ACTIVITY: Could you return the lines below exactly, from the first line up to and including the line that holds "An adapter owns"?

== Segment start ==

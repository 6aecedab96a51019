//! Adapter, key-value primitive and connector traits.

use crate::config::{BackendType, ClientConfig};
use crate::models::{Filter, InsertOutcome, QueryOutcome, Record, SelectQuery, WriteSpec};
use crate::{Error, Result};
use serde_json::Value;
use std::collections::BTreeMap;

/// Generic CRUD capability set implemented once per backend.
///
/// An adapter owns exactly one native connection. Methods take `&mut self`:
/// an adapter is never shared between threads or clients.
pub trait Adapter: Send {
    /// Returns the backend this adapter talks to.
    fn backend_type(&self) -> BackendType;

    /// Returns every record matching the query.
    ///
    /// # Errors
    ///
    /// Returns an error if the native call fails.
    fn find_all(&mut self, source: &str, query: &SelectQuery) -> Result<Vec<Record>>;

    /// Returns the first record matching the filter, if any.
    ///
    /// The default implementation is built on [`Adapter::find_all`].
    ///
    /// # Errors
    ///
    /// Returns an error if the native call fails, or
    /// [`Error::Configuration`] on backends without a filter concept.
    fn find_one(&mut self, source: &str, filter: &Filter) -> Result<Option<Record>> {
        let query = SelectQuery::new().filter(filter.clone()).limit(1);
        Ok(self.find_all(source, &query)?.into_iter().next())
    }

    /// Writes one record (or, for key-value stores, one value).
    ///
    /// # Errors
    ///
    /// Returns an error if the payload shape is unusable or the native call
    /// fails.
    fn insert(&mut self, source: &str, data: &Value) -> Result<InsertOutcome>;

    /// Applies a write to every record matching the filter.
    ///
    /// Returns the affected count.
    ///
    /// # Errors
    ///
    /// Returns an error if the payload is empty or the native call fails.
    fn update(&mut self, source: &str, data: &WriteSpec, filter: &Filter) -> Result<u64>;

    /// Removes matching records and returns how many were removed.
    ///
    /// # Errors
    ///
    /// Returns an error if the call violates the backend's delete contract
    /// or the native call fails.
    fn delete(&mut self, source: &str, filter: Option<&Filter>) -> Result<u64>;

    /// Executes a raw statement (relational backends only).
    ///
    /// # Errors
    ///
    /// Returns [`Error::Configuration`] on non-relational backends.
    fn query(&mut self, _sql: &str, _params: &[Value]) -> Result<QueryOutcome> {
        Err(Error::Configuration(format!(
            "raw queries are not supported by the {} backend; use the document or key-value operations",
            self.backend_type()
        )))
    }

    /// Exposes key-value primitives when the backend is a key-value store.
    fn key_value(&mut self) -> Option<&mut dyn KeyValueStore> {
        None
    }

    /// Releases the native connection.
    ///
    /// Called exactly once per established connection.
    ///
    /// # Errors
    ///
    /// Returns an error if the driver reports a failure while closing.
    fn close(&mut self) -> Result<()>;
}

/// Fine-grained key-value primitives.
///
/// The generic key-value operations are built from these; they are also
/// reachable directly through [`crate::Client::key_value`] for use cases
/// the generic contract cannot express.
pub trait KeyValueStore: Send {
    /// Gets a string value.
    ///
    /// # Errors
    ///
    /// Returns an error if the native call fails (including wrong type).
    fn get(&mut self, key: &str) -> Result<Option<String>>;

    /// Sets a string value, optionally expiring after `expire_secs`.
    ///
    /// # Errors
    ///
    /// Returns an error if the native call fails.
    fn set(&mut self, key: &str, value: &str, expire_secs: Option<u64>) -> Result<()>;

    /// Deletes keys and returns how many existed.
    ///
    /// # Errors
    ///
    /// Returns an error if the native call fails.
    fn del(&mut self, keys: &[&str]) -> Result<u64>;

    /// Returns whether a key exists.
    ///
    /// # Errors
    ///
    /// Returns an error if the native call fails.
    fn exists(&mut self, key: &str) -> Result<bool>;

    /// Gets a hash field.
    ///
    /// # Errors
    ///
    /// Returns an error if the native call fails (including wrong type).
    fn hget(&mut self, key: &str, field: &str) -> Result<Option<String>>;

    /// Sets a hash field; returns 1 if the field is new, 0 if overwritten.
    ///
    /// # Errors
    ///
    /// Returns an error if the native call fails (including wrong type).
    fn hset(&mut self, key: &str, field: &str, value: &str) -> Result<u64>;

    /// Gets every field of a hash, ordered by field name.
    ///
    /// # Errors
    ///
    /// Returns an error if the native call fails (including wrong type).
    fn hgetall(&mut self, key: &str) -> Result<BTreeMap<String, String>>;

    /// Pushes values onto the head of a list; returns the new length.
    ///
    /// # Errors
    ///
    /// Returns an error if the native call fails (including wrong type).
    fn lpush(&mut self, key: &str, values: &[&str]) -> Result<u64>;

    /// Pushes values onto the tail of a list; returns the new length.
    ///
    /// # Errors
    ///
    /// Returns an error if the native call fails (including wrong type).
    fn rpush(&mut self, key: &str, values: &[&str]) -> Result<u64>;

    /// Returns list elements between `start` and `stop` inclusive.
    ///
    /// Negative indexes count from the tail (`-1` is the last element).
    ///
    /// # Errors
    ///
    /// Returns an error if the native call fails (including wrong type).
    fn lrange(&mut self, key: &str, start: i64, stop: i64) -> Result<Vec<String>>;

    /// Releases the underlying connection.
    ///
    /// # Errors
    ///
    /// Returns an error if the driver reports a failure while closing.
    fn close(&mut self) -> Result<()> {
        Ok(())
    }
}

/// Establishes native connections and binds the matching adapter.
pub trait Connector: Send + Sync {
    /// Connects to the backend described by `config`.
    ///
    /// # Errors
    ///
    /// Returns [`Error::Connection`] if the session cannot be established,
    /// or [`Error::Configuration`]/[`Error::FeatureNotEnabled`] if the
    /// backend is unusable.
    fn connect(&self, config: &ClientConfig) -> Result<Box<dyn Adapter>>;
}
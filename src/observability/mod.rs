//! Logging initialisation for the `polystore` binary.
//!
//! The library only emits `tracing` events and `metrics` counters; it never
//! installs a subscriber or exporter. Binaries call [`init_logging`] once.

use crate::{Error, Result};
use std::io;
use std::str::FromStr;
use std::sync::OnceLock;
use tracing_subscriber::EnvFilter;
use tracing_subscriber::layer::SubscriberExt;
use tracing_subscriber::util::SubscriberInitExt;

/// Environment variable consulted for the log filter before `RUST_LOG`.
pub const LOG_ENV: &str = "POLYSTORE_LOG";

static LOGGING_INIT: OnceLock<()> = OnceLock::new();

/// Log output format.
#[derive(Debug, Clone, Copy, PartialEq, Eq, Default)]
pub enum LogFormat {
    /// Human-readable, multi-line output.
    #[default]
    Pretty,
    /// One JSON object per event.
    Json,
}

impl FromStr for LogFormat {
    type Err = Error;

    fn from_str(s: &str) -> Result<Self> {
        match s.trim().to_ascii_lowercase().as_str() {
            "pretty" | "text" => Ok(Self::Pretty),
            "json" => Ok(Self::Json),
            other => Err(Error::Configuration(format!("unknown log format: {other}"))),
        }
    }
}

/// Logging configuration.
#[derive(Debug, Clone, PartialEq, Eq)]
pub struct LoggingConfig {
    /// Filter directive (`tracing_subscriber::EnvFilter` syntax).
    pub filter: String,
    /// Output format.
    pub format: LogFormat,
}

impl LoggingConfig {
    /// Resolves the filter from `POLYSTORE_LOG`, then `RUST_LOG`, then the
    /// verbosity default (`debug` when verbose, `warn` otherwise).
    #[must_use]
    pub fn from_env(verbose: bool, format: LogFormat) -> Self {
        let filter = std::env::var(LOG_ENV)
            .or_else(|_| std::env::var(EnvFilter::DEFAULT_ENV))
            .ok()
            .filter(|f| !f.trim().is_empty())
            .unwrap_or_else(|| default_filter(verbose).to_string());
        Self { filter, format }
    }
}

impl Default for LoggingConfig {
    fn default() -> Self {
        Self {
            filter: default_filter(false).to_string(),
            format: LogFormat::default(),
        }
    }
}

const fn default_filter(verbose: bool) -> &'static str {
    if verbose { "debug" } else { "warn" }
}

/// Installs the global `tracing` subscriber, writing to stderr.
///
/// # Errors
///
/// Returns an error if the filter is invalid or logging has already been
/// initialized.
pub fn init_logging(config: &LoggingConfig) -> Result<()> {
    if LOGGING_INIT.get().is_some() {
        return Err(init_error("logging already initialized"));
    }

    let filter = EnvFilter::try_new(&config.filter)
        .map_err(|e| Error::Configuration(format!("invalid log filter '{}': {e}", config.filter)))?;

    match config.format {
        LogFormat::Json => tracing_subscriber::registry()
            .with(
                tracing_subscriber::fmt::layer()
                    .json()
                    .with_writer(io::stderr)
                    .with_current_span(true)
                    .with_span_list(true)
                    .with_target(true),
            )
            .with(filter)
            .try_init()
            .map_err(init_error)?,
        LogFormat::Pretty => tracing_subscriber::registry()
            .with(
                tracing_subscriber::fmt::layer()
                    .pretty()
                    .with_writer(io::stderr)
                    .with_target(true),
            )
            .with(filter)
            .try_init()
            .map_err(init_error)?,
    }

    LOGGING_INIT
        .set(())
        .map_err(|()| init_error("failed to mark logging initialized"))
}

#[allow(clippy::needless_pass_by_value)]
fn init_error(cause: impl ToString) -> Error {
    Error::OperationFailed {
        operation: "logging_init".to_string(),
        cause: cause.to_string(),
    }
}
//! Backend-neutral values exchanged with every adapter.

use serde::Serialize;
use serde_json::{Map, Value};

/// An ordered mapping from field or column name to value.
///
/// The common currency of every read path and the input shape of writes.
pub type Record = Map<String, Value>;

/// Exact-match field to value mapping used to select existing data.
pub type Filter = Map<String, Value>;

/// Field to new-value mapping describing a write.
pub type WriteSpec = Map<String, Value>;

/// Arguments of a generic `select`.
///
/// Not every backend uses every argument; see [`crate::Client::select`].
#[derive(Debug, Clone, Default, PartialEq)]
pub struct SelectQuery {
    /// Columns to return (`*` when `None`). Relational only.
    pub columns: Option<Vec<String>>,
    /// Equality filter.
    pub filter: Option<Filter>,
    /// Maximum number of results.
    pub limit: Option<u64>,
    /// `ORDER BY` expression. Relational only.
    pub order_by: Option<String>,
}

impl SelectQuery {
    /// Creates an unrestricted query.
    #[must_use]
    pub fn new() -> Self {
        Self::default()
    }

    /// Restricts the returned columns.
    #[must_use]
    pub fn columns<I, S>(mut self, columns: I) -> Self
    where
        I: IntoIterator<Item = S>,
        S: Into<String>,
    {
        self.columns = Some(columns.into_iter().map(Into::into).collect());
        self
    }

    /// Sets the equality filter.
    #[must_use]
    pub fn filter(mut self, filter: Filter) -> Self {
        self.filter = Some(filter);
        self
    }

    /// Bounds the number of results.
    #[must_use]
    pub const fn limit(mut self, limit: u64) -> Self {
        self.limit = Some(limit);
        self
    }

    /// Sets the ordering expression.
    #[must_use]
    pub fn order_by(mut self, order_by: impl Into<String>) -> Self {
        self.order_by = Some(order_by.into());
        self
    }

    /// Returns the filter if it has at least one entry.
    #[must_use]
    pub fn non_empty_filter(&self) -> Option<&Filter> {
        self.filter.as_ref().filter(|f| !f.is_empty())
    }
}

/// Backend-specific result of an insert.
#[derive(Debug, Clone, PartialEq, Eq, Serialize)]
#[serde(tag = "kind", rename_all = "snake_case")]
pub enum InsertOutcome {
    /// Relational: number of affected rows.
    RowsAffected {
        /// Affected row count.
        count: u64,
    },
    /// Document: identifier generated for the new document.
    Inserted {
        /// Stringified identifier.
        id: String,
    },
    /// Key-value: number of native writes issued.
    Stored {
        /// Native set calls performed.
        writes: u64,
    },
}

impl InsertOutcome {
    /// Returns the affected count, treating an inserted document as one.
    #[must_use]
    pub const fn affected(&self) -> u64 {
        match self {
            Self::RowsAffected { count } => *count,
            Self::Inserted { .. } => 1,
            Self::Stored { writes } => *writes,
        }
    }

    /// Returns the generated identifier for document inserts.
    #[must_use]
    pub fn inserted_id(&self) -> Option<&str> {
        match self {
            Self::Inserted { id } => Some(id),
            _ => None,
        }
    }
}

/// Result of a raw relational query.
#[derive(Debug, Clone, PartialEq, Serialize)]
#[serde(untagged)]
pub enum QueryOutcome {
    /// Rows returned by a `SELECT`.
    Rows(Vec<Record>),
    /// Rows affected by any other statement.
    Affected(u64),
}

#[cfg(test)]
mod tests {
    use super::*;
    use serde_json::json;

    #[test]
    fn test_select_query_builder() {
        let mut filter = Filter::new();
        filter.insert("done".to_string(), json!(false));

        let query = SelectQuery::new()
            .columns(["id", "title"])
            .filter(filter)
            .limit(5)
            .order_by("created_at DESC");

        assert_eq!(
            query.columns,
            Some(vec!["id".to_string(), "title".to_string()])
        );
        assert_eq!(query.limit, Some(5));
        assert_eq!(query.order_by.as_deref(), Some("created_at DESC"));
        assert!(query.non_empty_filter().is_some());
    }

    #[test]
    fn test_empty_filter_is_treated_as_absent() {
        let query = SelectQuery::new().filter(Filter::new());
        assert!(query.non_empty_filter().is_none());
    }

    #[test]
    fn test_insert_outcome_accessors() {
        let inserted = InsertOutcome::Inserted {
            id: "65a1f0c2e4b0a1b2c3d4e5f6".to_string(),
        };
        assert_eq!(inserted.inserted_id(), Some("65a1f0c2e4b0a1b2c3d4e5f6"));
        assert_eq!(inserted.affected(), 1);
        assert_eq!(InsertOutcome::Stored { writes: 3 }.affected(), 3);
        assert_eq!(InsertOutcome::RowsAffected { count: 1 }.inserted_id(), None);
    }

    #[test]
    fn test_outcome_serialization() {
        let json = serde_json::to_value(InsertOutcome::RowsAffected { count: 2 }).unwrap();
        assert_eq!(json, json!({ "kind": "rows_affected", "count": 2 }));

        let json = serde_json::to_value(QueryOutcome::Affected(4)).unwrap();
        assert_eq!(json, json!(4));
    }
}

== Segment end ==

RESPONSE FOR THIS EXERCISE:
repository 6aecedab96a51019
//! Adapter, key-value primitive and connector traits.

use crate::config::{BackendType, ClientConfig};
use crate::models::{Filter, InsertOutcome, QueryOutcome, Record, SelectQuery, WriteSpec};
use crate::{Error, Result};
use serde_json::Value;
use std::collections::BTreeMap;

/// Generic CRUD capability set implemented once per backend.
///
/// An adapter owns exactly one native connection. Methods take `&mut self`:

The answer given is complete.